Georgina Long, MD, PhD
Intracranial responses were observed in 51% of the combination arm (26% complete responses) compared with 20% (16% complete responses) in the nivolumab arm; the median duration of response was not reached in either arm. The response rate rose to 59% among patients who were naive to a BRAF inhibitor plus a MEK inhibitor. Intracranial responses were concordant with extracranial responses; extracranial responses occurred in 57% of patients treated with nivolumab/ipilimu-mab vs 29% on nivolumab monotherapy, Dr. Long reported.
Intracranial progression-free survival mirrored intracranial responses, with rates of 43% at 3 years with the combination and 15% with nivolumab; the rates were 48% and 14%, respectively, in the drug-naive subset.

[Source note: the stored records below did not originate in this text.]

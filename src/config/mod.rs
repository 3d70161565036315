//! Configuration management for hutcam
//!
//! This module provides a layered configuration system that loads settings from:
//! 1. Default values (embedded in structs)
//! 2. TOML configuration file
//! 3. Environment variables (highest priority)
//!
//! # Usage
//!
//! ```no_run
//! use hutcam::config::Config;
//!
//! let config = Config::load().expect("Failed to load configuration");
//! println!("Storage endpoint: {}", config.storage.base_url);
//! ```
//!
//! # Environment Variables
//!
//! Configuration can be overridden using environment variables with the pattern:
//! `HUTCAM__<section>__<key>`
//!
//! Examples:
//! - `HUTCAM__STORAGE__BASE_URL=https://cams.example.net`
//! - `HUTCAM__NAVIGATION__MAX_SCAN_DAYS=3`
//! - `HUTCAM__LATEST__STALE_AFTER_MINUTES=45`
//!
//! # Configuration File
//!
//! By default, the configuration is loaded from `config/hutcam.toml`.
//! This can be overridden using the `HUTCAM_CONFIG` environment variable.

mod models;
mod sources;
mod validation;

// Re-export public types
pub use models::{
    CamerasConfig, Config, FetchConfig, LatestConfig, NavigationConfig, StorageConfig,
};
pub use validation::ValidationError;

use std::path::PathBuf;
use thiserror::Error;

#[derive(Debug, Error)]
pub enum ConfigError {
    #[error("Failed to load configuration: {0}")]
    LoadError(#[from] config::ConfigError),

    #[error("Configuration validation failed: {0}")]
    ValidationError(#[from] ValidationError),
}

impl Config {
    /// Load configuration from all sources (file + environment)
    ///
    /// Configuration is loaded with the following priority (highest to lowest):
    /// 1. Environment variables (`HUTCAM__*`)
    /// 2. TOML file (default: `config/hutcam.toml`)
    /// 3. Default values
    ///
    /// # Errors
    ///
    /// Returns an error if the configuration file is malformed or validation
    /// fails (bad base URL, empty camera list, zero scan bound).
    pub fn load() -> Result<Self, ConfigError> {
        let config = sources::load()?;
        validation::validate(&config)?;
        Ok(config)
    }

    /// Load configuration from a specific path
    pub fn load_from(path: PathBuf) -> Result<Self, ConfigError> {
        let config = sources::load_from_sources(path)?;
        validation::validate(&config)?;
        Ok(config)
    }
}
mod cli;

use clap::Parser;
use cli::{Cli, Commands, DayArgs, WalkArgs};
use hutcam::config::Config;
use hutcam::engine::{Direction, NavOutcome, Navigator, OpenRequest};
use hutcam::fetcher::{DayFetcher, HttpManifestSource};
use hutcam::latest::{stale_after, LatestStateClient};
use hutcam::model::{DayKey, Period};
use hutcam::observability::{init_tracing, Metrics};
use hutcam::surface::ConsoleSurface;
use std::sync::Arc;

#[tokio::main]
async fn main() -> Result<(), Box<dyn std::error::Error + Send + Sync>> {
    init_tracing();

    let cli = Cli::parse();
    let config = Config::load()?;

    match cli.command {
        Commands::Day(args) => run_day(&config, args).await?,
        Commands::Walk(args) => run_walk(&config, args).await?,
        Commands::Latest => run_latest(&config).await?,
    }

    Ok(())
}

fn build_fetcher(config: &Config, metrics: Arc<Metrics>) -> Result<Arc<DayFetcher>, Box<dyn std::error::Error + Send + Sync>> {
    let source = HttpManifestSource::new(&config.storage.base_url, &config.fetch)?;
    Ok(Arc::new(DayFetcher::new(Arc::new(source), metrics)))
}

async fn run_day(
    config: &Config,
    args: DayArgs,
) -> Result<(), Box<dyn std::error::Error + Send + Sync>> {
    let metrics = Arc::new(Metrics::new());
    let fetcher = build_fetcher(config, metrics)?;

    let day = args.date.unwrap_or_else(DayKey::today);
    match fetcher.ensure_day(day).await {
        Ok(key) => {
            let manifest = fetcher.manifest(key).await.unwrap_or_default();
            if manifest.is_empty() {
                println!("{key}: no snapshots");
                return Ok(());
            }
            println!("{key}: {} snapshots", manifest.len());
            for period in Period::ALL {
                for entry in manifest.entries(period) {
                    let time = entry.captured_at.as_deref().unwrap_or("--:--");
                    println!(
                        "  {:>6} [{}] {:<24} {}",
                        period,
                        time,
                        config.cameras.label(entry.camera.as_str()),
                        entry.image_url(&config.storage.base_url)
                    );
                }
            }
        }
        Err(err) => println!("{day}: no data ({err})"),
    }
    Ok(())
}

async fn run_walk(
    config: &Config,
    args: WalkArgs,
) -> Result<(), Box<dyn std::error::Error + Send + Sync>> {
    let metrics = Arc::new(Metrics::new());
    let fetcher = build_fetcher(config, metrics.clone())?;
    let surface = ConsoleSurface::new(config.storage.base_url.clone());
    let mut navigator = Navigator::new(
        args.mode.into(),
        fetcher,
        metrics,
        surface,
        config.navigation.max_scan_days,
    );

    let request = match args.date {
        Some(day) => OpenRequest::AnchorDay {
            day,
            period: args.period,
            index: args.index,
        },
        None => OpenRequest::AnchorToday {
            period: args.period,
            index: args.index,
        },
    };
    navigator.open(request).await;

    let direction = if args.back {
        Direction::Back
    } else {
        Direction::Forward
    };
    for _ in 0..args.steps {
        match navigator.step(direction).await {
            NavOutcome::Moved(_) | NavOutcome::Vacant(_) => {}
            // The surface has already printed the reason; stop walking.
            _ => break,
        }
    }
    navigator.close();
    Ok(())
}

async fn run_latest(config: &Config) -> Result<(), Box<dyn std::error::Error + Send + Sync>> {
    let client = LatestStateClient::new(&config.storage.base_url, &config.fetch)?;
    match client.fetch().await {
        Ok(state) => {
            let now = chrono::Utc::now();
            match state.staleness(now) {
                Some(age) => {
                    let stale = state
                        .is_stale(now, stale_after(&config.latest))
                        .unwrap_or(false);
                    let marker = if stale { " (STALE)" } else { "" };
                    println!("last update {} minutes ago{marker}", age.num_minutes());
                }
                None => println!("last update time unknown"),
            }
            for camera in state.cameras() {
                if let Some(path) = state.path_for(camera) {
                    println!(
                        "  {:<24} {}/{}",
                        config.cameras.label(camera.as_str()),
                        config.storage.base_url.trim_end_matches('/'),
                        path
                    );
                }
            }
        }
        Err(err) => println!("latest state unavailable ({err})"),
    }
    Ok(())
}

“With longer follow-up, upfront ipilimumab plus nivolu-mab demonstrates durable intracranial responses, with no new adverse events,” stated Dr. Long. “A study of upfront ipilimumab plus nivolumab plus stereotactic radiotherapy vs ipilimumab plus nivolumab is planned.” ■
DISCLOSURE: CheckMate 067 was funded by Bristol-Myers Squibb. Dr. Larkin has received honoraria/research funding from or served as an advisor or consultant to Achilles, AstraZeneca, Boston Biomedical, Bristol-Myers Squibb, Eisai, EUSA Pharma, GSK, Ipsen, Imugene, Incyte, Onctura, Kymab, Merck Serono, MSD, Nektar, Novartis, Pierre Fabre, Pfizer, Roche, Secarna, Aveo, Covance, and Vitaccess. Dr. Schadendorf has received honoria from or served as an advisor or consultant to Pierre Fabre, Amgen, Boehringer Ingelheim, Leo Pharma, Roche, MSD, Incyte, Regeneron, 4SC, AstraZeneca, Bristol-Myers Squibb, Merck-EMD, Pfizer, Philogen, and Array. Dr. Weber has served as a consultant to Merck, Genentech, AstraZeneca, GSK, Novartis, Nektar, Medivation, Celldex, Incyte, and EMO Serono; has served as an advisor to Bristol-Myers Squibb, Celldex, CytomX, Incyte, Biond, Protean, CV6, and Sellas; holds equity in CtoX, Biond, and Altor; and has participated in several relevant patent filings. Dr. Long has served as an advisor or consultant to Aduro, Amgen, Bristol-Myers Squibb, Mass-Array, Merck, MSD, Novartis, OncoSec Medical, Pierre Fabre, and Roche.
1. Larkin JMG, Chiarion-Sileni V, Gonzalez R, et al: Five-year survival outcomes of the CheckMate 067 phase III trial of nivolumab plus ipilimumab combination therapy in advanced melanoma. ESMO Congress 2019. Abstract LBA68_PR. Presented September 28, 2019.
2. Schadendorf D, Hassel JC, Fluck M, et al: Adjuvant immunotherapy with nivolumab alone or in combination with ipilimumab vs placebo in stage IV melanoma patients with no evidence of disease: A randomized, double-blind phase II trial (IMMUNED). ESMO Congress 2019. Abstract LBA67. Presented September 28, 2019.
3. Long GV, Atkinson VG, Sandhu SK, et al: Long-term outcomes from the randomized phase II study of nivolumab or nivolumab + ipilimumab in patients with melanoma brain metastases: Anti-PD1 Brain Collaboration (ABC). ESMO Congress 2019. Abstract 1311O. Presented September 28, 2019.
4. Larkin J, Chiarion-Sileni V, Gonzalez R, et al: Five-year survival with combined nivolumab and ipilimumab in advanced melanoma. N Engl J Med 381:1535-1546, 2019.
5. Weber J, Del Vecchio M, Mandala M, et al: Adjuvant nivolumab versus ipilimumab in resected stage III/IV melanoma: 3-year efficacy and biomarker results from the phase III CheckMate 238 trial. ESMO Congress 2019. Abstract 2801. Presented September 28, 2019.